L’Ocean Viking a immédiatement essayé de contacter le Centre conjoint de coordination des opérations de sauvetage (JRCC) libyen afin de les informer de l’urgence de la situation et d’obtenir des instructions. Bien qu’il ait également reçu ce même message de détresse, le JRCC n’a cependant pas partagé l’information avec tous les navires dans la zone, comme le prévoient les conventions maritimes. En outre, sur les huit appels que nous avons adressés au JRCC libyen, sept sont restés sans réponse. Un seul de nos appels a reçu une réponse, mais aucune personne ne parlant anglais n’a été en mesure de coordonner cette opération de sauvetage, pourtant urgente.  

Conformément au droit maritime international, l’Ocean Viking a alors informé le JRCC libyen par courrier électronique que ses équipes allaient procéder au sauvetage, en mettant en copie les MRCC maltais et italien ainsi que EUNAVFORMED.

L’opération s’est avérée particulièrement difficile pour l’équipe de marins-sauveteurs de SOS MEDITERRANEE. Manœuvrant dans l’obscurité totale, nous avons dû agir rapidement et anticiper un scénario où le bateau pneumatique, surchargé et partiellement dégonflé, risquait de se détériorer davantage.
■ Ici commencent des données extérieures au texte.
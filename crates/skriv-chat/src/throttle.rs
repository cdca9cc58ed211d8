// Copyright (c) 2024-2026 Martin Schröder <info@swedishembedded.com>
//
// SPDX-License-Identifier: MIT
use std::time::Duration;

use tokio::sync::Mutex;
use tokio::time::Instant;

struct BucketState {
    tokens: f64,
    last_refill: Instant,
}

/// Global token bucket.
///
/// Refill is continuous and fractional: a bucket with rate 30/s that was
/// drained 10 ms ago already holds 0.3 tokens.  `acquire` suspends until a
/// whole token is available; the wait is an ordinary `tokio::time::sleep`,
/// so cancelling the calling future abandons the wait without consuming
/// anything.
pub struct Throttle {
    state: Mutex<BucketState>,
    /// tokens per second
    rate: f64,
    capacity: f64,
}

impl Throttle {
    /// `rate` tokens per second with a burst capacity of one second's worth.
    pub fn new(rate: f64) -> Self {
        Self::with_capacity(rate, rate)
    }

    pub fn with_capacity(rate: f64, capacity: f64) -> Self {
        Self {
            state: Mutex::new(BucketState {
                tokens: capacity,
                last_refill: Instant::now(),
            }),
            rate,
            capacity,
        }
    }

    /// Take one token, suspending until the bucket refills if necessary.
    pub async fn acquire(&self) {
        loop {
            let wait = {
                let mut st = self.state.lock().await;
                let now = Instant::now();
                let elapsed = now.duration_since(st.last_refill).as_secs_f64();
                st.tokens = (st.tokens + elapsed * self.rate).min(self.capacity);
                st.last_refill = now;
                if st.tokens >= 1.0 {
                    st.tokens -= 1.0;
                    return;
                }
                // Sleep exactly until one whole token has accrued.
                Duration::from_secs_f64((1.0 - st.tokens) / self.rate)
            };
            tokio::time::sleep(wait).await;
        }
    }

    /// Tokens currently available (for diagnostics and tests).
    pub async fn available(&self) -> f64 {
        let mut st = self.state.lock().await;
        let now = Instant::now();
        let elapsed = now.duration_since(st.last_refill).as_secs_f64();
        st.tokens = (st.tokens + elapsed * self.rate).min(self.capacity);
        st.last_refill = now;
        st.tokens
    }
}

// ─── Unit tests ──────────────────────────────────────────────────────────────

#[cfg(test)]
mod tests {
    use super::*;

    #[tokio::test(start_paused = true)]
    async fn burst_up_to_capacity_is_immediate() {
        let t = Throttle::new(30.0);
        let start = Instant::now();
        for _ in 0..30 {
            t.acquire().await;
        }
        assert_eq!(start.elapsed(), Duration::ZERO);
    }

    #[tokio::test(start_paused = true)]
    async fn drained_bucket_waits_for_refill() {
        let t = Throttle::new(10.0);
        for _ in 0..10 {
            t.acquire().await;
        }
        let start = Instant::now();
        t.acquire().await;
        // One token at 10/s takes 100ms to accrue.
        assert!(start.elapsed() >= Duration::from_millis(100));
    }

    #[tokio::test(start_paused = true)]
    async fn refill_is_fractional() {
        let t = Throttle::new(10.0);
        for _ in 0..10 {
            t.acquire().await;
        }
        tokio::time::sleep(Duration::from_millis(50)).await;
        // Half a token accrued in 50ms at 10/s.
        let avail = t.available().await;
        assert!((avail - 0.5).abs() < 1e-6, "available = {avail}");
    }

    #[tokio::test(start_paused = true)]
    async fn n_calls_over_capacity_take_expected_wall_clock() {
        // 120 sends at 30/s with a 30-token burst: the last 90 refill at
        // 30/s, so completion takes at least 3 seconds.
        let t = Throttle::new(30.0);
        let start = Instant::now();
        for _ in 0..120 {
            t.acquire().await;
        }
        assert!(start.elapsed() >= Duration::from_secs(3));
    }
}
Nous avons donc déployé deux rafts et utilisé l’un d’entre eux pour y transférer une partie des occupants du bateau en détresse afin de le délester. Dans le cas où la situation serait devenue critique, nous avions aussi positionné un second raft.
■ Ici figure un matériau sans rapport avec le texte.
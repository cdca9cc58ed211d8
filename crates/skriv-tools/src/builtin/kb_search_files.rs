// Copyright (c) 2024-2026 Martin Schröder <info@swedishembedded.com>
//
// SPDX-License-Identifier: MIT
use async_trait::async_trait;
use serde_json::{json, Value};
use walkdir::WalkDir;

use crate::context::ToolContext;
use crate::tool::{Tool, ToolCall, ToolOutput};

const MAX_RESULTS: usize = 100;

/// Case-insensitive substring match over file names in the KB tree.
pub struct KbSearchFilesTool;

#[async_trait]
impl Tool for KbSearchFilesTool {
    fn name(&self) -> &str {
        "kb_search_files"
    }

    fn description(&self) -> &str {
        "Find knowledge-base files whose path contains 'query' \
         (case-insensitive). Returns KB-relative paths, at most 100."
    }

    fn parameters_schema(&self) -> Value {
        json!({
            "type": "object",
            "properties": {
                "query": { "type": "string", "description": "Substring to look for in file paths" }
            },
            "required": ["query"]
        })
    }

    async fn execute(&self, call: &ToolCall, ctx: &ToolContext) -> ToolOutput {
        let query = match call.str_arg("query") {
            Ok(q) => q.to_lowercase(),
            Err(out) => return out,
        };

        let root = ctx.kb_root.clone();
        let matches = tokio::task::spawn_blocking(move || {
            let mut out = Vec::new();
            for entry in WalkDir::new(&root)
                .min_depth(1)
                .sort_by_file_name()
                .into_iter()
                .filter_entry(|e| e.file_name() != ".git")
                .filter_map(Result::ok)
            {
                if !entry.file_type().is_file() {
                    continue;
                }
                let rel = match entry.path().strip_prefix(&root) {
                    Ok(r) => r.display().to_string(),
                    Err(_) => continue,
                };
                if rel.to_lowercase().contains(&query) {
                    out.push(rel);
                    if out.len() >= MAX_RESULTS {
                        break;
                    }
                }
            }
            out
        })
        .await
        .unwrap_or_default();

        if matches.is_empty() {
            return ToolOutput::ok(&call.id, "no matches");
        }
        ToolOutput::ok(&call.id, matches.join("\n"))
    }
}

#[cfg(test)]
mod tests {
    use std::sync::Arc;

    use serde_json::json;
    use skriv_events::EventBus;

    use super::*;

    #[tokio::test]
    async fn finds_by_path_fragment() {
        let dir = tempfile::tempdir().unwrap();
        let root = dir.path().canonicalize().unwrap();
        std::fs::create_dir_all(root.join("topics/ai/nlp")).unwrap();
        std::fs::write(root.join("topics/ai/nlp/2026-01-01-attention.md"), "x").unwrap();
        std::fs::write(root.join("topics/ai/nlp/2026-01-02-rnn.md"), "x").unwrap();
        let ctx = ToolContext::new(1, "kb", &root, false, "t", Arc::new(EventBus::new()));
        let out = KbSearchFilesTool
            .execute(
                &ToolCall::new("1", "kb_search_files", json!({"query": "ATTENTION"})),
                &ctx,
            )
            .await;
        assert!(!out.is_error);
        assert_eq!(out.content, "topics/ai/nlp/2026-01-01-attention.md");
    }

    #[tokio::test]
    async fn no_matches_reported_plainly() {
        let dir = tempfile::tempdir().unwrap();
        let root = dir.path().canonicalize().unwrap();
        let ctx = ToolContext::new(1, "kb", &root, false, "t", Arc::new(EventBus::new()));
        let out = KbSearchFilesTool
            .execute(
                &ToolCall::new("1", "kb_search_files", json!({"query": "zzz"})),
                &ctx,
            )
            .await;
        assert_eq!(out.content, "no matches");
    }
}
Les équipes de sauvetage pouvaient entendre les pleurs des bébés. La plupart des naufragés étaient très agités. Heureusement, les sauveteurs ont réussi à les calmer et personne n’est tombé à l’eau. Enfin, toutes les personnes en détresse ont été ramenées en toute sécurité à bord de l’Ocean Viking.

Notre navire compte donc désormais 112 rescapés à son bord. Parmi eux, on compte 24 femmes dont trois enceintes et sept bébés. Le plus jeune n’a que trois mois. Pas moins de 27% des personnes secourues sont des mineurs non accompagnés. D’après les premiers témoignages que nous avons pu recueillir, le bateau avait quitté Zawiyah, en Libye, en fin de soirée hier.

Les conditions météorologiques, qui étaient assez calmes ce matin, se sont ensuite rapidement détériorées. Si nous n’avions pas été présents dans le secteur et que nous n’avions pas réussi à localiser le bateau en détresse, tous ces hommes, ces femmes et ces enfants étaient voués à un naufrage certain en raison de cette météo épouvantable.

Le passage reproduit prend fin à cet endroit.